Go over the material below and report every line that contains the word "String".
----- Records for this exercise -----
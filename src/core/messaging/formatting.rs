// Small pure helpers behind the staff and help commands.

/// Color used by `/embed` when none is given or the given one is unusable.
pub const DEFAULT_EMBED_COLOR: u32 = 0x7d2ae8;

/// Highest color value the platform accepts.
const MAX_EMBED_COLOR: u32 = 0xFFFFFF;

/// Most messages the platform returns per fetch or accepts per bulk delete.
pub const MAX_BULK_DELETE: u64 = 100;

/// Bulk delete refuses messages older than two weeks.
pub const BULK_DELETE_MAX_AGE_SECS: i64 = 14 * 24 * 60 * 60;

/// Parse a user supplied hex color (`#7d2ae8`, `7d2ae8`, `0x7d2ae8`).
///
/// Never fails: anything unusable falls back to `DEFAULT_EMBED_COLOR`.
pub fn parse_embed_color(input: Option<&str>) -> u32 {
    let Some(raw) = input else {
        return DEFAULT_EMBED_COLOR;
    };

    let trimmed = raw.trim();
    let digits = trimmed
        .strip_prefix('#')
        .or_else(|| trimmed.strip_prefix("0x"))
        .or_else(|| trimmed.strip_prefix("0X"))
        .unwrap_or(trimmed);

    match u32::from_str_radix(digits, 16) {
        Ok(color) if !digits.is_empty() && color <= MAX_EMBED_COLOR => color,
        _ => DEFAULT_EMBED_COLOR,
    }
}

/// How many messages `$purge <amount>` should delete, counting the invoking
/// message. `None` for zero.
pub fn purge_batch_size(amount: u64) -> Option<u64> {
    match amount {
        0 => None,
        n => Some(n.saturating_add(1)),
    }
}

/// Fetch limits that together cover `total` messages, newest page first.
pub fn purge_fetch_limits(total: u64) -> impl Iterator<Item = u8> {
    let full_pages = total / MAX_BULK_DELETE;
    let rest = total % MAX_BULK_DELETE;

    (0..full_pages)
        .map(|_| MAX_BULK_DELETE as u8)
        .chain((rest > 0).then_some(rest as u8))
}

/// One fetched page of a purge, split by how it has to be deleted.
#[derive(Debug, PartialEq, Eq)]
pub struct PurgePage<T> {
    /// Young enough for a single bulk delete request.
    pub bulk: Vec<T>,
    /// Older than `BULK_DELETE_MAX_AGE_SECS`, deleted one at a time.
    pub single: Vec<T>,
}

/// Split `(id, created_at_unix_secs)` pairs at the bulk delete age limit.
pub fn split_purge_page<T>(
    messages: impl IntoIterator<Item = (T, i64)>,
    now: i64,
) -> PurgePage<T> {
    let cutoff = now - BULK_DELETE_MAX_AGE_SECS;
    let (bulk, single) = messages
        .into_iter()
        .partition::<Vec<_>, _>(|(_, created_at)| *created_at > cutoff);

    PurgePage {
        bulk: bulk.into_iter().map(|(id, _)| id).collect(),
        single: single.into_iter().map(|(id, _)| id).collect(),
    }
}

/// Sections of the `$help` embed, in display order.
pub const HELP_CATEGORIES: &[(&str, &str)] = &[
    ("Staff", "👮 Staff"),
    ("Owner", "⚙️ Owner (DM)"),
    ("User", "👤 User"),
];

/// A command as `$help` needs to see it.
#[derive(Debug, Clone, PartialEq, Eq)]
pub struct CommandListing {
    pub name: String,
    pub category: Option<String>,
    pub slash_only: bool,
}

/// Group commands into help sections. Each section is rendered as a single
/// line like `$kick $ban /embed`. Empty sections are dropped, uncategorized
/// commands are not listed.
pub fn help_sections(commands: &[CommandListing]) -> Vec<(&'static str, String)> {
    HELP_CATEGORIES
        .iter()
        .filter_map(|(category, heading)| {
            let line = commands
                .iter()
                .filter(|c| c.category.as_deref() == Some(*category))
                .map(|c| {
                    if c.slash_only {
                        format!("/{}", c.name)
                    } else {
                        format!("${}", c.name)
                    }
                })
                .collect::<Vec<_>>()
                .join(" ");

            if line.is_empty() {
                None
            } else {
                Some((*heading, line))
            }
        })
        .collect()
}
-----
▶ _Result of the exercise_:
    pub name: String,
    pub category: Option<String>,
pub fn help_sections(commands: &[CommandListing]) -> Vec<(&'static str, String)> {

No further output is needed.